### Activity
Lines from the listing that hold the string "struct" are what you should return.

### Records shown
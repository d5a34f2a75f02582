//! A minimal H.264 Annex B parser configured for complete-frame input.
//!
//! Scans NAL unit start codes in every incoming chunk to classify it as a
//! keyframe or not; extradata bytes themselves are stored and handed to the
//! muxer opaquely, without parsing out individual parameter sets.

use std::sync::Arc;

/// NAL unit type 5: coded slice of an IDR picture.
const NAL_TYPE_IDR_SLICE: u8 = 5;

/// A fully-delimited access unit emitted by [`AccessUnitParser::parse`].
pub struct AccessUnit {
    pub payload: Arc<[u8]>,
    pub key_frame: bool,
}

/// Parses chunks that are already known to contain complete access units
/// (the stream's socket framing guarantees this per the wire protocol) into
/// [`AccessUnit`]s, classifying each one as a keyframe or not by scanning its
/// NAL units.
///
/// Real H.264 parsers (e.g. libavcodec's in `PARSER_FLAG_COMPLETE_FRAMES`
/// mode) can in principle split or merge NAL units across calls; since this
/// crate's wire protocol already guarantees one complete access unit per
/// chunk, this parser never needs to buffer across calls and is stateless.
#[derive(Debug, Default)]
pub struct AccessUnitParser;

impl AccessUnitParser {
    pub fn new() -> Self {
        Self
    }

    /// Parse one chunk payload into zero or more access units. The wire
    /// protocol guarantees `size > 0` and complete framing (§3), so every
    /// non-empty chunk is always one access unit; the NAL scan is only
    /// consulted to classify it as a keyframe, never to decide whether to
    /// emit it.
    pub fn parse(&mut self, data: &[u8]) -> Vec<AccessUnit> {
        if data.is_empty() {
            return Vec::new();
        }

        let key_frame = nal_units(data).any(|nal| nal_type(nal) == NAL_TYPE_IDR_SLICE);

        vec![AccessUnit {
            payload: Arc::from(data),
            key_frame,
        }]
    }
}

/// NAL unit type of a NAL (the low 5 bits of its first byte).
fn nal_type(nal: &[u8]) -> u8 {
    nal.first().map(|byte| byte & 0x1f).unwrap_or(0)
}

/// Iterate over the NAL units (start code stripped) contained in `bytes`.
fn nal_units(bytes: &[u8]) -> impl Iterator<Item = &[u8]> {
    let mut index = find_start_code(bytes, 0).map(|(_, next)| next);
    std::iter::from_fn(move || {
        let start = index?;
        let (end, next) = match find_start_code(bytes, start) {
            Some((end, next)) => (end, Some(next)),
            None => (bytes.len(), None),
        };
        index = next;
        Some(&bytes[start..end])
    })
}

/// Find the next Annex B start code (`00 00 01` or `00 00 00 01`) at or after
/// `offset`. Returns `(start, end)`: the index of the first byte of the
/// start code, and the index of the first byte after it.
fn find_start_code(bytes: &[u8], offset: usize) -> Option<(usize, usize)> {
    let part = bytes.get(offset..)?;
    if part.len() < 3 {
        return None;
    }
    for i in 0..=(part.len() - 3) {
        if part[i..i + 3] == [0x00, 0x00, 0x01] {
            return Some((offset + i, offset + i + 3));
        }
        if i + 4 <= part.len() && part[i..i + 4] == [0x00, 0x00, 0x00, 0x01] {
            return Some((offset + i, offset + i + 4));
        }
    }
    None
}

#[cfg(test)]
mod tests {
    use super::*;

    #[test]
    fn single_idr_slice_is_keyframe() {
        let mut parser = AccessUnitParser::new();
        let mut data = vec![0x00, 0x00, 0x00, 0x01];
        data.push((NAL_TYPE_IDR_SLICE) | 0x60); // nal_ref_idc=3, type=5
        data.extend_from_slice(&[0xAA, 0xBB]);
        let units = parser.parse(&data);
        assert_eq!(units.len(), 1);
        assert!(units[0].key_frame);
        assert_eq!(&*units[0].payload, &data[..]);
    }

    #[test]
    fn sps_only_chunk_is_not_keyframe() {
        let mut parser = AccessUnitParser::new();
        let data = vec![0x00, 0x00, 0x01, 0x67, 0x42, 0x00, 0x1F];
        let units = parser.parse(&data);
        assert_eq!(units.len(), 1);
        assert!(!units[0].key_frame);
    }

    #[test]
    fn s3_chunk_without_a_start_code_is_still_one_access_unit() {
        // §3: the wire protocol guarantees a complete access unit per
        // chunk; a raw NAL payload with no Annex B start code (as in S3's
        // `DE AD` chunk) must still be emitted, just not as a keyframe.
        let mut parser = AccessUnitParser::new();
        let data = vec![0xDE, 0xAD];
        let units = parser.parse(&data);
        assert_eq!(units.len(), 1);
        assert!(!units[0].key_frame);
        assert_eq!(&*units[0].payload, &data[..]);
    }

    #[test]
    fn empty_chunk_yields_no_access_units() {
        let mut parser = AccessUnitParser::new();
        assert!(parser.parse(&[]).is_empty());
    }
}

### Answer below
pub struct AccessUnit {
pub struct AccessUnitParser;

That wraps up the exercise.